Zusätzlich werden Pflichten wie die regelmäßige Weiterbildung der befähigten Person und Befugnisse (z. B. die Berechtigung, unsichere Geräte außer Betrieb zu nehmen) in diesem Dokument festgeschrieben. Diese klare Zuweisung von Zuständigkeiten schafft Rechtssicherheit und stellt sicher, dass Prüfungen rechtskonform von kompetentem Personal ausgeführt werden. Bei einer Überprüfung durch Behörden oder im Haftungsfall kann das Unternehmen so nachweisen, dass es seine Prüfpflichten ordnungsgemäß delegiert und fachkundig erfüllt hat.

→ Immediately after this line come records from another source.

use super::ColumnId;

#[derive(Debug, Clone, PartialEq)]
#[cfg_attr(feature = "serde", derive(serde::Serialize, serde::Deserialize))]
pub struct PrimaryKey {
    /// Columns composing the primary key, in key order
    pub columns: Vec<ColumnId>,
}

Bestellung von Koordinatoren

Feld

Inhalt

Dokumenttyp

Koordinatorenbestellung

Zweck & Geltungsbereich

Koordination von Sicherheits- und Gefahrstoffthemen

Rechts-/Normbezug

Gefahrstoffverordnung, DGUV-Information 215-830, BetrSichV

Wesentliche Inhalte

Aufgabenbeschreibung
Weisungsbefugnis

Verantwortlich

Arbeitgeber

Praxisbezug

Schnittstellenmanagement, Sicherheit

Erläuterung:

Koordinatoren sind insbesondere relevant bei Tonerstoffen, Emissionen oder Wartungsarbeiten durch externe Dienstleister. Die schriftliche Bestellung eines Koordinators legt fest, wer bestimmte Sicherheitsthemen bereichsübergreifend betreut und an Schnittstellen den Überblick behält. So kann beispielsweise ein Gefahrstoff-Koordinator benannt werden, der den Umgang mit Toner und anderen Chemikalien in Druckern überwacht – etwa hinsichtlich Lagerung, Handhabung, Entsorgung und Einhaltung der GefStoffV (Gefahrstoffverordnung).

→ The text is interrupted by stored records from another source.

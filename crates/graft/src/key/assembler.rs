use graft_core::driver::Row;
use graft_core::schema::db::{Column, ColumnId, Schema, Table};
use graft_core::schema::mapping::JoinNode;
use graft_core::stmt::{Key, Type};
use graft_core::{Error, Result};

use graft_sql::Binding;

/// Assembles an entity's database identifier, simple or composite, and
/// disassembles identifier lists back into per-column values.
///
/// Both directions run over the table's primary-key columns in key order:
/// `assemble` reads a row into a [`Key`], `column_values` turns a key list
/// into the bindings a WHERE/IN clause needs.
#[derive(Debug, Clone)]
pub struct KeyAssembler {
    columns: Vec<KeyColumn>,
}

#[derive(Debug, Clone)]
struct KeyColumn {
    id: ColumnId,

    /// The label the column carries in result rows
    label: String,

    /// `table.column`, for diagnostics
    name: String,

    ty: Type,
}

impl KeyAssembler {
    /// An assembler reading rows labeled with bare column names.
    pub fn for_table(table: &Table) -> Result<Self> {
        Self::build(table, |column| column.name.clone())
    }

    /// An assembler reading rows labeled the way a join node's SELECT
    /// assembly labels them.
    pub fn for_node(schema: &Schema, node: &JoinNode) -> Result<Self> {
        let table = schema.table(node.table());
        Self::build(table, |column| node.column_label(column))
    }

    fn build(table: &Table, label: impl Fn(&Column) -> String) -> Result<Self> {
        let Some(pk) = &table.primary_key else {
            return Err(Error::invalid_mapping(format!(
                "table `{}` has no primary key",
                table.name
            )));
        };

        let columns = pk
            .columns
            .iter()
            .map(|id| {
                let column = table.column(*id);
                KeyColumn {
                    id: column.id,
                    label: label(column),
                    name: format!("{}.{}", table.name, column.name),
                    ty: column.ty,
                }
            })
            .collect();

        Ok(Self { columns })
    }

    /// How many columns compose the key.
    pub fn arity(&self) -> usize {
        self.columns.len()
    }

    /// Decode the identifier from a row. A null in any key column yields
    /// `None`: the entity is absent on this row, which is not an error.
    pub fn assemble(&self, row: &Row, ordinal: Option<usize>) -> Result<Option<Key>> {
        let mut values = Vec::with_capacity(self.columns.len());

        for column in &self.columns {
            let value = row
                .get(&column.label)
                .ok_or_else(|| Error::missing_column(&column.label, ordinal))?;
            if value.is_null() {
                return Ok(None);
            }
            if value.is_list() || !value.is_a(column.ty) {
                return Err(Error::column_decode(
                    &column.name,
                    column.ty,
                    value.clone(),
                    ordinal,
                ));
            }
            values.push(value.clone());
        }

        Ok(Some(Key::new(values)))
    }

    /// The reverse of [`assemble`](Self::assemble): per primary-key column,
    /// the value(s) a WHERE/IN clause binds for the given identifiers.
    ///
    /// Exactly one identifier yields scalar bindings; more than one yields
    /// per-column lists aligned by identifier position. Downstream
    /// parameter binding treats the two shapes differently, which is why
    /// the single-identifier case does not produce singleton lists.
    pub fn column_values(&self, keys: &[Key]) -> Result<Vec<(ColumnId, Binding)>> {
        for key in keys {
            if key.len() != self.columns.len() {
                return Err(Error::invalid_statement(format!(
                    "identifier has {} values but the key has {} columns",
                    key.len(),
                    self.columns.len(),
                )));
            }
            for (column, value) in self.columns.iter().zip(key.values()) {
                if value.is_null() || value.is_list() || !value.is_a(column.ty) {
                    return Err(Error::invalid_binding(
                        &column.name,
                        column.ty,
                        value.clone(),
                    ));
                }
            }
        }

        match keys {
            [] => Err(Error::invalid_statement(
                "at least one identifier is required",
            )),
            [key] => Ok(self
                .columns
                .iter()
                .zip(key.values())
                .map(|(column, value)| (column.id, Binding::Scalar(value.clone())))
                .collect()),
            keys => Ok(self
                .columns
                .iter()
                .enumerate()
                .map(|(i, column)| {
                    let values = keys.iter().map(|key| key.values()[i].clone()).collect();
                    (column.id, Binding::List(values))
                })
                .collect()),
        }
    }
}

#[cfg(test)]
mod tests {
    use super::*;
    use graft_core::stmt::Value;

    fn schema() -> Schema {
        Schema::builder()
            .table("events", |t| {
                t.column("id", Type::I64).primary_key();
                t.column("region", Type::Text).primary_key();
                t.column("payload", Type::Text).nullable();
            })
            .build()
            .unwrap()
    }

    #[test]
    fn assembles_composite_keys_in_key_order() {
        let schema = schema();
        let assembler = KeyAssembler::for_table(schema.table_named("events").unwrap()).unwrap();
        assert_eq!(2, assembler.arity());

        let row = Row::from_pairs([
            ("region", Value::from("us-east")),
            ("id", Value::from(7i64)),
            ("payload", Value::Null),
        ]);

        let key = assembler.assemble(&row, None).unwrap().unwrap();
        assert_eq!(
            Key::new(vec![Value::from(7i64), Value::from("us-east")]),
            key
        );
    }

    #[test]
    fn null_key_column_means_absent() {
        let schema = schema();
        let assembler = KeyAssembler::for_table(schema.table_named("events").unwrap()).unwrap();

        let row = Row::from_pairs([
            ("id", Value::from(7i64)),
            ("region", Value::Null),
        ]);

        assert_eq!(None, assembler.assemble(&row, None).unwrap());
    }

    #[test]
    fn decode_mismatch_names_column_and_row() {
        let schema = schema();
        let assembler = KeyAssembler::for_table(schema.table_named("events").unwrap()).unwrap();

        let row = Row::from_pairs([
            ("id", Value::from("seven")),
            ("region", Value::from("us-east")),
        ]);

        let err = assembler.assemble(&row, Some(12)).unwrap_err();
        assert!(err.is_decode());
        let rendered = err.to_string();
        assert!(rendered.contains("events.id"), "{rendered}");
        assert!(rendered.contains("row 12"), "{rendered}");
    }

    #[test]
    fn single_identifier_binds_scalars() {
        let schema = schema();
        let assembler = KeyAssembler::for_table(schema.table_named("events").unwrap()).unwrap();

        let key = Key::new(vec![Value::from(7i64), Value::from("us-east")]);
        let bindings = assembler.column_values(std::slice::from_ref(&key)).unwrap();

        assert_eq!(2, bindings.len());
        assert_eq!(Binding::Scalar(Value::from(7i64)), bindings[0].1);
        assert_eq!(Binding::Scalar(Value::from("us-east")), bindings[1].1);
    }

    #[test]
    fn identifier_lists_bind_aligned_lists() {
        let schema = schema();
        let assembler = KeyAssembler::for_table(schema.table_named("events").unwrap()).unwrap();

        let keys = [
            Key::new(vec![Value::from(1i64), Value::from("a")]),
            Key::new(vec![Value::from(2i64), Value::from("b")]),
            Key::new(vec![Value::from(3i64), Value::from("c")]),
        ];
        let bindings = assembler.column_values(&keys).unwrap();

        assert_eq!(
            Binding::List(vec![
                Value::from(1i64),
                Value::from(2i64),
                Value::from(3i64)
            ]),
            bindings[0].1
        );
        assert_eq!(
            Binding::List(vec![
                Value::from("a"),
                Value::from("b"),
                Value::from("c")
            ]),
            bindings[1].1
        );
    }

    #[test]
    fn arity_mismatch_is_rejected() {
        let schema = schema();
        let assembler = KeyAssembler::for_table(schema.table_named("events").unwrap()).unwrap();

        let err = assembler
            .column_values(&[Key::from(Value::from(1i64))])
            .unwrap_err();
        assert!(err.is_configuration());
    }
}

Ebenso kann ein Fremdfirmenkoordinator bestimmt werden, der Wartungs- und Instandhaltungsarbeiten externer Techniker an den Geräten koordiniert. Dieser sorgt dafür, dass alle beteiligten Unternehmen ihre Arbeitsschutzpflichten kennen, Zugangsregeln einhalten und keine gegenseitigen Gefährdungen entstehen. In der Bestellurkunde werden Aufgaben, Befugnisse (z. B. Weisungsrechte in Sicherheitsfragen) und Zuständigkeitsbereiche des Koordinators klar umrissen. Für den betrieblichen Alltag bedeutet dies, dass es für kritische Themen – wie etwa Emissionen von Druckern (Feinstaub, Ozon) oder den sicheren Austausch von Bauteilen – einen verantwortlichen Ansprechpartner gibt. Dies verbessert das Schnittstellenmanagement erheblich und erhöht die Sicherheit, da die Kommunikation und Umsetzung von Schutzmaßnahmen zentral koordiniert wird.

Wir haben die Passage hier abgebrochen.